After an internal inquiry by the Tory party – prompted by outrage over then foreign secretary Boris Johnson comparing women in burqas to “letterboxes” and “bank robbers” – found the comments to be “respectful and tolerant”, it should come as no surprise that a leading anti-racism charity has accused the Conservatives of failing to take complaints of Islamophobia against their members seriously.
To assert that the Tories were “in denial” about the extent of the rot within their ranks would be giving the benefit of the doubt to a party that seems to have written off British Muslims, and through inaction and indifference, signalled that engaging in it was acceptable conduct.
Leading Muslim groups and politicians, including Baroness Warsi, have long been calling for a full independent inquiry into Tory Islamophobia, but have always been rebuffed. It would be a bittersweet development if one is finally carried out now, since it would have required an intervention by a prominent charity from outside the Muslim community for any meaningful action to be taken.
Despite countless high-profile incidents that should leave no room for ambiguity, attempts to raise awareness of Islamophobia are often met with such dismissive responses and gaslighting that no one would be blamed for questioning their own position or beginning to wonder whether they were making mountains out of molehills.

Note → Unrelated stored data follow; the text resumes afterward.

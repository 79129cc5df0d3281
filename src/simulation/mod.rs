use crate::contact::{Contact, NearbyContact};
use crate::geo::{distance_km, round_km, Coordinate};
use chrono::{DateTime, Utc};
use rand::Rng;


/// Parameters for one simulation tick
#[derive(Debug, Clone, Copy, PartialEq)]
pub struct SimulationParams {
    /// Proximity scan radius in kilometres (inclusive)
    pub radius_km: f64,
    /// Full width of the per-tick random walk in degrees; each axis moves by
    /// at most half of this in either direction
    pub jitter_degrees: f64,
}

/// Result of one tick
#[derive(Debug, Clone)]
pub struct StepOutcome {
    /// Full roster with updated positions; replaces the caller's state
    pub contacts: Vec<Contact>,
    /// Registered contacts within the radius, in roster order
    pub nearby: Vec<NearbyContact>,
}

/// Advance the simulated world by one tick.
///
/// Registered contacts drift by independent uniform offsets on each axis and
/// have `last_seen` refreshed to `now`. Everyone else is passed through
/// untouched. The nearby set is then derived from the updated positions.
pub fn step<R: Rng>(
    contacts: &[Contact],
    user: Coordinate,
    params: &SimulationParams,
    rng: &mut R,
    now: DateTime<Utc>,
) -> StepOutcome {
    let half = params.jitter_degrees.abs() / 2.0;

    let contacts: Vec<Contact> = contacts
        .iter()
        .map(|contact| {
            if !contact.registered {
                return contact.clone();
            }
            let (d_lat, d_lon) = if half > 0.0 && half.is_finite() {
                (rng.gen_range(-half..=half), rng.gen_range(-half..=half))
            } else {
                (0.0, 0.0)
            };
            Contact {
                position: contact.position.jittered(d_lat, d_lon),
                last_seen: now,
                ..contact.clone()
            }
        })
        .collect();

    let nearby = nearby_contacts(&contacts, user, params.radius_km);

    StepOutcome { contacts, nearby }
}

/// Registered contacts whose distance to `user` is at most `radius_km`.
///
/// Classification uses the exact distance; the stored distance is rounded
/// for display.
pub fn nearby_contacts(
    contacts: &[Contact],
    user: Coordinate,
    radius_km: f64,
) -> Vec<NearbyContact> {
    contacts
        .iter()
        .filter(|c| c.registered)
        .filter_map(|c| {
            let distance = distance_km(user, c.position);
            (distance <= radius_km).then(|| NearbyContact {
                contact: c.clone(),
                distance_km: round_km(distance),
            })
        })
        .collect()
}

Whether its conducting a mayoral campaign – the vilest in recent memory – that baselessly attempted to portray a Muslim candidate as an extremist after people’s jewellery; hosting anti Muslim hate preachers; or sharing overtly racist and Islamophobic memes, pictures and posts, the Tory party has consistently downplayed any concerns raised, and the perpetrators have by and large continued to operate without facing any serious repercussions.

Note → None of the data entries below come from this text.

use crate::config::NearbyConfig;
use crate::contact::{validate_new_contact, Contact, NearbyContact, NewContact, ValidationError};
use crate::geo::Coordinate;
use crate::location::{locate, PositionFix, PositionProvider};
use crate::radar::{self, RadarBlip, RadarSurface};
use crate::simulation::{self, SimulationParams};
use crate::state::ticker::run_ticker;
use crate::state::update::{RadarSnapshot, RadarUpdate, TrackingStatus};
use chrono::{DateTime, Utc};
use rand::rngs::StdRng;
use rand::SeedableRng;
use std::fmt;
use std::sync::atomic::{AtomicU64, Ordering};
use std::sync::{Arc, Mutex, MutexGuard, PoisonError, RwLock, RwLockReadGuard, RwLockWriteGuard};
use std::time::Duration;
use tokio::sync::broadcast;
use tokio::task::JoinHandle;
use tracing::info;

/// Tunables for the engine, usually taken from [`NearbyConfig`]
#[derive(Debug, Clone)]
pub struct EngineOptions {
    pub params: SimulationParams,
    pub tick_interval: Duration,
    pub location_timeout: Duration,
    pub fallback: Coordinate,
    pub seed: Option<u64>,
}

impl EngineOptions {
    pub fn from_config(config: &NearbyConfig) -> Self {
        Self {
            params: config.radar.simulation_params(),
            tick_interval: config.radar.tick_interval(),
            location_timeout: config.location.timeout(),
            fallback: config.location.fallback(),
            seed: config.radar.seed,
        }
    }
}

impl Default for EngineOptions {
    fn default() -> Self {
        Self::from_config(&NearbyConfig::default())
    }
}

/// Why `start_tracking` produced no session
#[derive(Debug, Clone, PartialEq)]
pub enum TrackingError {
    /// Tracking was stopped while the position was resolving
    Superseded,
}

impl fmt::Display for TrackingError {
    fn fmt(&self, f: &mut fmt::Formatter<'_>) -> fmt::Result {
        match self {
            TrackingError::Superseded => {
                write!(f, "tracking was stopped before the position resolved")
            }
        }
    }
}

impl std::error::Error for TrackingError {}

struct TrackingSession {
    generation: u64,
    fix: PositionFix,
    started_at: DateTime<Utc>,
}

struct RadarState {
    contacts: Vec<Contact>,
    session: Option<TrackingSession>,
    nearby: Vec<NearbyContact>,
    ticks: u64,
}

/// Owns the roster, the user position and the derived nearby set.
///
/// All mutation goes through the methods below; readers get clones.
pub struct RadarEngine {
    state: RwLock<RadarState>,

    options: EngineOptions,

    /// Default position source for `start_tracking`
    provider: Arc<dyn PositionProvider>,

    /// Bumped when a session starts and on every stop; a tick from an older
    /// generation is discarded
    generation: AtomicU64,

    /// Bumped only by `stop_tracking`; a position fix requested before the
    /// latest stop is discarded
    stops: AtomicU64,

    /// Running ticker for the current session
    ticker: Mutex<Option<JoinHandle<()>>>,

    rng: Mutex<StdRng>,

    update_tx: broadcast::Sender<RadarUpdate>,
}

impl RadarEngine {
    pub fn new(
        options: EngineOptions,
        provider: Arc<dyn PositionProvider>,
        contacts: Vec<Contact>,
    ) -> Self {
        let (update_tx, _) = broadcast::channel(256);
        let rng = match options.seed {
            Some(seed) => StdRng::seed_from_u64(seed),
            None => StdRng::from_entropy(),
        };

        Self {
            state: RwLock::new(RadarState {
                contacts,
                session: None,
                nearby: Vec::new(),
                ticks: 0,
            }),
            options,
            provider,
            generation: AtomicU64::new(0),
            stops: AtomicU64::new(0),
            ticker: Mutex::new(None),
            rng: Mutex::new(rng),
            update_tx,
        }
    }

    fn read(&self) -> RwLockReadGuard<'_, RadarState> {
        self.state.read().unwrap_or_else(PoisonError::into_inner)
    }

    fn write(&self) -> RwLockWriteGuard<'_, RadarState> {
        self.state.write().unwrap_or_else(PoisonError::into_inner)
    }

    fn ticker_slot(&self) -> MutexGuard<'_, Option<JoinHandle<()>>> {
        self.ticker.lock().unwrap_or_else(PoisonError::into_inner)
    }

    pub fn options(&self) -> &EngineOptions {
        &self.options
    }

    pub fn radius_km(&self) -> f64 {
        self.options.params.radius_km
    }

    /// Subscribe to radar updates
    pub fn subscribe(&self) -> broadcast::Receiver<RadarUpdate> {
        self.update_tx.subscribe()
    }

    pub fn snapshot(&self) -> RadarSnapshot {
        let state = self.read();
        RadarSnapshot {
            status: status_of(&state),
            fix: state.session.as_ref().map(|s| s.fix),
            tracking_since: state.session.as_ref().map(|s| s.started_at),
            contacts: state.contacts.clone(),
            nearby: state.nearby.clone(),
            ticks: state.ticks,
        }
    }

    pub fn status(&self) -> TrackingStatus {
        status_of(&self.read())
    }

    pub fn user_position(&self) -> Option<Coordinate> {
        self.read().session.as_ref().map(|s| s.fix.position)
    }

    pub fn contacts(&self) -> Vec<Contact> {
        self.read().contacts.clone()
    }

    pub fn contact(&self, contact_id: &str) -> Option<Contact> {
        self.read()
            .contacts
            .iter()
            .find(|c| c.id == contact_id)
            .cloned()
    }

    /// Nearby set from the latest tick (empty while idle)
    pub fn nearby(&self) -> Vec<NearbyContact> {
        self.read().nearby.clone()
    }

    pub fn nearby_contact(&self, contact_id: &str) -> Option<NearbyContact> {
        self.read()
            .nearby
            .iter()
            .find(|n| n.contact.id == contact_id)
            .cloned()
    }

    /// Project the nearby set onto `surface`; None while idle
    pub fn radar(&self, surface: &RadarSurface) -> Option<Vec<RadarBlip>> {
        let state = self.read();
        let session = state.session.as_ref()?;
        Some(radar::project(
            session.fix.position,
            &state.nearby,
            surface,
            self.options.params.radius_km,
        ))
    }

    /// Append a contact to the roster.
    ///
    /// Without an explicit position the contact is placed at the user's
    /// position, or at the fallback coordinate while idle.
    pub fn add_contact(&self, new: NewContact) -> Result<Contact, ValidationError> {
        let contact = {
            let mut state = self.write();
            let origin = state
                .session
                .as_ref()
                .map(|s| s.fix.position)
                .unwrap_or(self.options.fallback);
            let contact = validate_new_contact(new, origin)?;
            state.contacts.push(contact.clone());
            contact
        };

        info!(
            contact_id = %contact.id,
            registered = contact.registered,
            "Contact added"
        );

        let _ = self.update_tx.send(RadarUpdate::ContactAdded {
            contact: contact.clone(),
            timestamp: Utc::now(),
        });

        Ok(contact)
    }

    /// Idle → Tracking.
    ///
    /// Resolves a position from `provider` (or the engine default), falling
    /// back to the configured coordinate, then starts the ticker. Calling
    /// this while already tracking returns the current fix, as does losing a
    /// race with a concurrent start. Only a stop while the position is
    /// resolving makes the request fail.
    pub async fn start_tracking(
        self: &Arc<Self>,
        provider: Option<Arc<dyn PositionProvider>>,
    ) -> Result<PositionFix, TrackingError> {
        let current = self.read().session.as_ref().map(|s| s.fix);
        if let Some(fix) = current {
            return Ok(fix);
        }

        let stops = self.stops.load(Ordering::SeqCst);
        let provider = provider.unwrap_or_else(|| Arc::clone(&self.provider));

        let fix = locate(
            provider.as_ref(),
            self.options.location_timeout,
            self.options.fallback,
        )
        .await;

        let started_at = Utc::now();
        let generation = {
            let mut ticker = self.ticker_slot();
            let mut state = self.write();

            if self.stops.load(Ordering::SeqCst) != stops {
                info!("Discarding position fix for a tracking request stopped while resolving");
                return Err(TrackingError::Superseded);
            }

            if let Some(session) = state.session.as_ref() {
                info!(
                    generation = session.generation,
                    "Concurrent start already tracking, keeping its session"
                );
                return Ok(session.fix);
            }

            let generation = self.generation.fetch_add(1, Ordering::SeqCst) + 1;
            state.session = Some(TrackingSession {
                generation,
                fix,
                started_at,
            });
            state.nearby.clear();
            state.ticks = 0;
            drop(state);

            if let Some(old) = ticker.take() {
                old.abort();
            }
            *ticker = Some(tokio::spawn(run_ticker(
                Arc::clone(self),
                generation,
                self.options.tick_interval,
            )));
            generation
        };

        info!(
            generation = generation,
            position = %fix.position,
            source = ?fix.source,
            "Tracking started"
        );

        let _ = self.update_tx.send(RadarUpdate::TrackingStarted {
            fix,
            timestamp: started_at,
        });

        Ok(fix)
    }

    /// Tracking → Idle.
    ///
    /// Cancels the ticker and invalidates any in-flight start request.
    /// Returns false if the engine was already idle.
    pub fn stop_tracking(&self) -> bool {
        let was_tracking = {
            let mut ticker = self.ticker_slot();
            self.generation.fetch_add(1, Ordering::SeqCst);
            self.stops.fetch_add(1, Ordering::SeqCst);
            if let Some(handle) = ticker.take() {
                handle.abort();
            }

            let mut state = self.write();
            state.nearby.clear();
            state.session.take().is_some()
        };

        if was_tracking {
            info!("Tracking stopped");
            let _ = self.update_tx.send(RadarUpdate::TrackingStopped {
                timestamp: Utc::now(),
            });
        }

        was_tracking
    }

    /// Apply one simulation tick for session `generation`.
    ///
    /// Returns false, without touching state, if that session is no longer
    /// current.
    pub(crate) fn tick_session(&self, generation: u64) -> bool {
        let update = {
            let mut state = self.write();

            let user = match state.session.as_ref() {
                Some(s) if s.generation == generation => s.fix.position,
                _ => return false,
            };
            if self.generation.load(Ordering::SeqCst) != generation {
                return false;
            }

            let now = Utc::now();
            let outcome = {
                let mut rng = self.rng.lock().unwrap_or_else(PoisonError::into_inner);
                simulation::step(&state.contacts, user, &self.options.params, &mut *rng, now)
            };

            state.contacts = outcome.contacts;
            state.nearby = outcome.nearby;
            state.ticks += 1;
            tracing::debug!(tick = state.ticks, nearby = state.nearby.len(), "Radar tick");

            RadarUpdate::Tick {
                tick: state.ticks,
                user_position: user,
                nearby: state.nearby.clone(),
                timestamp: now,
            }
        };

        // No subscribers is fine
        let _ = self.update_tx.send(update);
        true
    }

    /// Generation of the current tracking session, if any
    #[cfg(test)]
    pub(crate) fn session_generation(&self) -> Option<u64> {
        self.read().session.as_ref().map(|s| s.generation)
    }
}

impl Drop for RadarEngine {
    fn drop(&mut self) {
        if let Ok(mut ticker) = self.ticker.lock() {
            if let Some(handle) = ticker.take() {
                handle.abort();
            }
        }
    }
}

fn status_of(state: &RadarState) -> TrackingStatus {
    if state.session.is_some() {
        TrackingStatus::Tracking
    } else {
        TrackingStatus::Idle
    }
}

Baroness Warsi famously claimed that hostility towards Muslims had now passed the dinner table test. Last year, the amount of abuse and disdain journalist Abi Wilkinson faced on Twitter when trying to highlight how inappropriate it was for a Tory peer and Times columnist, Daniel Finkelstein, to have been on the board of an allegedly Islamophobic and racist think tank, the Gatestone Institute, is only one recent example that goes to illustrate how entrenched it has become in certain quarters of mainstream society.
The fact that it needed pointing out that patronising a far right institute that has been accused of helping fan rumours of Muslim no go zones in Europe, indulging in fear mongering of Muslim migrants, and voicing support of notorious Islamophobes like Geert Wilders, should not be acceptable is disturbing.

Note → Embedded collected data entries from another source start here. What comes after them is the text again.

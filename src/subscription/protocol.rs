use crate::contact::{Contact, NearbyContact};
use crate::geo::Coordinate;
use crate::location::PositionFix;
use crate::state::{RadarSnapshot, RadarUpdate};
use chrono::{DateTime, Utc};
use serde::{Deserialize, Serialize};

/// Client → Server message types
#[derive(Debug, Clone, Deserialize)]
#[serde(tag = "type")]
pub enum ClientMessage {
    /// Only forward ticks that involve these contacts
    #[serde(rename = "watch")]
    Watch { contact_id: String },
    #[serde(rename = "unwatch")]
    Unwatch { contact_id: String },
    /// Ask for a full snapshot
    #[serde(rename = "snapshot")]
    Snapshot,
}

/// Server → Client messages
#[derive(Debug, Clone, Serialize)]
#[serde(tag = "type", rename_all = "snake_case")]
pub enum ServerMessage {
    Snapshot {
        snapshot: RadarSnapshot,
    },
    TrackingStarted {
        fix: PositionFix,
        timestamp: DateTime<Utc>,
    },
    RadarTick {
        tick: u64,
        user_position: Coordinate,
        nearby: Vec<NearbyContact>,
        timestamp: DateTime<Utc>,
    },
    TrackingStopped {
        timestamp: DateTime<Utc>,
    },
    ContactAdded {
        contact: Contact,
        timestamp: DateTime<Utc>,
    },
    Error {
        error: String,
    },
}

impl From<RadarUpdate> for ServerMessage {
    fn from(update: RadarUpdate) -> Self {
        match update {
            RadarUpdate::TrackingStarted { fix, timestamp } => {
                ServerMessage::TrackingStarted { fix, timestamp }
            }
            RadarUpdate::Tick {
                tick,
                user_position,
                nearby,
                timestamp,
            } => ServerMessage::RadarTick {
                tick,
                user_position,
                nearby,
                timestamp,
            },
            RadarUpdate::TrackingStopped { timestamp } => {
                ServerMessage::TrackingStopped { timestamp }
            }
            RadarUpdate::ContactAdded { contact, timestamp } => {
                ServerMessage::ContactAdded { contact, timestamp }
            }
        }
    }
}

impl From<RadarSnapshot> for ServerMessage {
    fn from(snapshot: RadarSnapshot) -> Self {
        ServerMessage::Snapshot { snapshot }
    }
}

impl ServerMessage {
    pub fn error(error: impl Into<String>) -> Self {
        ServerMessage::Error {
            error: error.into(),
        }
    }
}
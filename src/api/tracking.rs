use crate::contact::NearbyContact;
use crate::geo::Coordinate;
use crate::location::{PositionFix, PositionProvider, ReportedPosition};
use crate::radar::{RadarBlip, RadarSurface};
use crate::state::{RadarEngine, TrackingError, TrackingStatus};
use axum::{
    body::Bytes,
    extract::{Query, State},
    http::StatusCode,
    response::{IntoResponse, Json, Response},
    routing::{get, post},
    Router,
};
use chrono::{DateTime, Utc};
use serde::{Deserialize, Serialize};
use std::sync::Arc;

/// Shared state for tracking and radar endpoints
#[derive(Clone)]
pub struct TrackingAppState {
    pub engine: Arc<RadarEngine>,
    /// Surface used when /api/radar is called without dimensions
    pub default_surface_px: f64,
    pub default_padding_px: f64,
}

/// Optional position reported by the client when starting
#[derive(Deserialize, Default)]
pub struct StartRequest {
    pub latitude: Option<f64>,
    pub longitude: Option<f64>,
}

#[derive(Serialize)]
#[serde(rename_all = "camelCase")]
pub struct TrackingResponse {
    pub status: TrackingStatus,
    pub fix: Option<PositionFix>,
    pub tracking_since: Option<DateTime<Utc>>,
    pub ticks: u64,
}

#[derive(Serialize)]
#[serde(rename_all = "camelCase")]
pub struct StopResponse {
    pub status: TrackingStatus,
    pub was_tracking: bool,
}

/// Query parameters for radar projection
#[derive(Deserialize)]
pub struct RadarQuery {
    pub size: Option<f64>,
    pub padding: Option<f64>,
}

#[derive(Serialize)]
#[serde(rename_all = "camelCase")]
pub struct RadarResponse {
    pub surface: RadarSurface,
    pub radius_km: f64,
    pub blips: Vec<RadarBlip>,
}

/// Error response
#[derive(Serialize)]
struct ErrorResponse {
    error: String,
}

/// Create tracking API router
pub fn create_tracking_router(state: TrackingAppState) -> Router {
    Router::new()
        .route("/api/tracking", get(get_tracking))
        .route("/api/tracking/start", post(start_tracking))
        .route("/api/tracking/stop", post(stop_tracking))
        .route("/api/nearby", get(list_nearby))
        .route("/api/radar", get(get_radar))
        .with_state(Arc::new(state))
}

/// GET /api/tracking - Current tracking status
async fn get_tracking(State(state): State<Arc<TrackingAppState>>) -> Json<TrackingResponse> {
    let snapshot = state.engine.snapshot();
    Json(TrackingResponse {
        status: snapshot.status,
        fix: snapshot.fix,
        tracking_since: snapshot.tracking_since,
        ticks: snapshot.ticks,
    })
}

/// POST /api/tracking/start - Begin tracking
///
/// Body is optional. When it carries `latitude` and `longitude` (a browser
/// geolocation result) that position is used; otherwise the server-side
/// provider is asked, with fallback.
async fn start_tracking(
    State(state): State<Arc<TrackingAppState>>,
    body: Bytes,
) -> Result<Json<PositionFix>, TrackingApiError> {
    let provider = reported_provider(&body)?;

    let fix = state
        .engine
        .start_tracking(provider)
        .await
        .map_err(TrackingApiError::Superseded)?;

    Ok(Json(fix))
}

fn reported_provider(body: &[u8]) -> Result<Option<Arc<dyn PositionProvider>>, TrackingApiError> {
    if body.iter().all(u8::is_ascii_whitespace) {
        return Ok(None);
    }

    let request: StartRequest = serde_json::from_slice(body)
        .map_err(|e| TrackingApiError::BadRequest(e.to_string()))?;

    match (request.latitude, request.longitude) {
        (Some(lat), Some(lon)) => {
            let provider: Arc<dyn PositionProvider> =
                Arc::new(ReportedPosition(Coordinate::new(lat, lon)));
            Ok(Some(provider))
        }
        (None, None) => Ok(None),
        _ => Err(TrackingApiError::BadRequest(
            "latitude and longitude must be given together".to_string(),
        )),
    }
}

/// POST /api/tracking/stop - Stop tracking
async fn stop_tracking(State(state): State<Arc<TrackingAppState>>) -> Json<StopResponse> {
    let was_tracking = state.engine.stop_tracking();
    Json(StopResponse {
        status: TrackingStatus::Idle,
        was_tracking,
    })
}

/// GET /api/nearby - Nearby set from the latest tick
async fn list_nearby(State(state): State<Arc<TrackingAppState>>) -> Json<Vec<NearbyContact>> {
    Json(state.engine.nearby())
}

/// GET /api/radar - Nearby contacts projected onto the radar disc
///
/// Query parameters:
/// - `size`: surface edge length in pixels
/// - `padding`: inset of the disc from the edge in pixels
async fn get_radar(
    State(state): State<Arc<TrackingAppState>>,
    Query(params): Query<RadarQuery>,
) -> Result<Json<RadarResponse>, TrackingApiError> {
    let size = params.size.unwrap_or(state.default_surface_px);
    let padding = params.padding.unwrap_or(state.default_padding_px);
    if !(size.is_finite() && size > 0.0) || !(padding.is_finite() && padding >= 0.0) {
        return Err(TrackingApiError::BadRequest(
            "size must be positive and padding non-negative".to_string(),
        ));
    }

    let surface = RadarSurface::square(size, padding);
    let blips = state
        .engine
        .radar(&surface)
        .ok_or(TrackingApiError::NotTracking)?;

    Ok(Json(RadarResponse {
        surface,
        radius_km: state.engine.radius_km(),
        blips,
    }))
}

/// Tracking API error types
#[derive(Debug)]
enum TrackingApiError {
    BadRequest(String),
    NotTracking,
    Superseded(TrackingError),
}

impl IntoResponse for TrackingApiError {
    fn into_response(self) -> Response {
        let (status, error_message) = match self {
            TrackingApiError::BadRequest(msg) => (StatusCode::BAD_REQUEST, msg),
            TrackingApiError::NotTracking => {
                (StatusCode::CONFLICT, "Tracking is not active".to_string())
            }
            TrackingApiError::Superseded(e) => (StatusCode::CONFLICT, e.to_string()),
        };

        let body = Json(ErrorResponse {
            error: error_message,
        });

        (status, body).into_response()
    }
}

Sadly, it is also very revealing that it took a white woman calling it out for the issue to gain any traction, despite Muslim journalists like Dr Nafeez Ahmed having written extensively on it since 2015, and even then, many people attempted to defend Finkelstein and saved their criticism for Wilkinson's language.
It sometimes feels that to be a Muslim in this day and age is a constant battle to prove your humanity and loyalty to the country.
Muslims have to go above and beyond to demonstrate that their values and beliefs are compatible with modern society and Britain, instead of it being a given.
I’ve learnt the hard way not to entertain questions asked in bad faith, because even when you talk about your passionate support for gender equality and the LGBT+ community, or your efforts in promoting interfaith harmony, at the end of the day you, as a Muslim, could be dismissed with baseless accusations.
I’ve been accused of practising “taqiyah” – a fringe concept that allows one to lie about their religious belief as a last resort under extreme duress, persecution or mortal danger, but wrongly defined by anti Muslim propaganda as a way for Muslims to lie to non Muslims.
This is a no win situation where even textbook, measured responses to accusations like these are rendered meaningless, feeding irrational narratives of Muslims being crafty and devious by default.
Even if, through some herculean effort, you manage to win them over and you’re labelled one of the few good ones – you’d still be an exception to the norm.
With many in the Conservative party outspoken in their criticism of Labour’s handling of antisemitism complaints within the party, it is baffling to see them relinquish any sense of responsibility to combat Islamophobia amongst their own ranks.
Selective outrage over one form of bigotry while remaining completely unmoved by another might undermine any claim of moral high ground or sincerity, instead lending credence to accusations of using the cause – and people’s pain – for political point scoring.
It is understandable for Muslims to be frustrated with how little coverage the Islamophobia scandal gets, but it is also important not to indulge in comparisons with the coverage of antisemitism, as some are doing. Antisemitism is just as valid a concern and deserves as much attention as it can get.
As Muslims, we shouldn’t be competing with fellow targets of bigotry for media coverage. We can campaign for more coverage of Islamophobia in the Tory party or wider society without ever needing to pull anyone else down. Instead, we need to show solidarity with the Jewish community and all other groups affected by hate and discrimination. None of us should allow ourselves to be used in a political game of whataboutism.
The Tory party has a clear opportunity to re engage with British Muslims and demonstrate once and for all that it won’t tolerate Islamophobia. However, its recent trajectory even further to the right makes me believe that its disgraceful silence on the subject is a conscious decision based on cold political calculation. I sincerely hope I am proven wrong.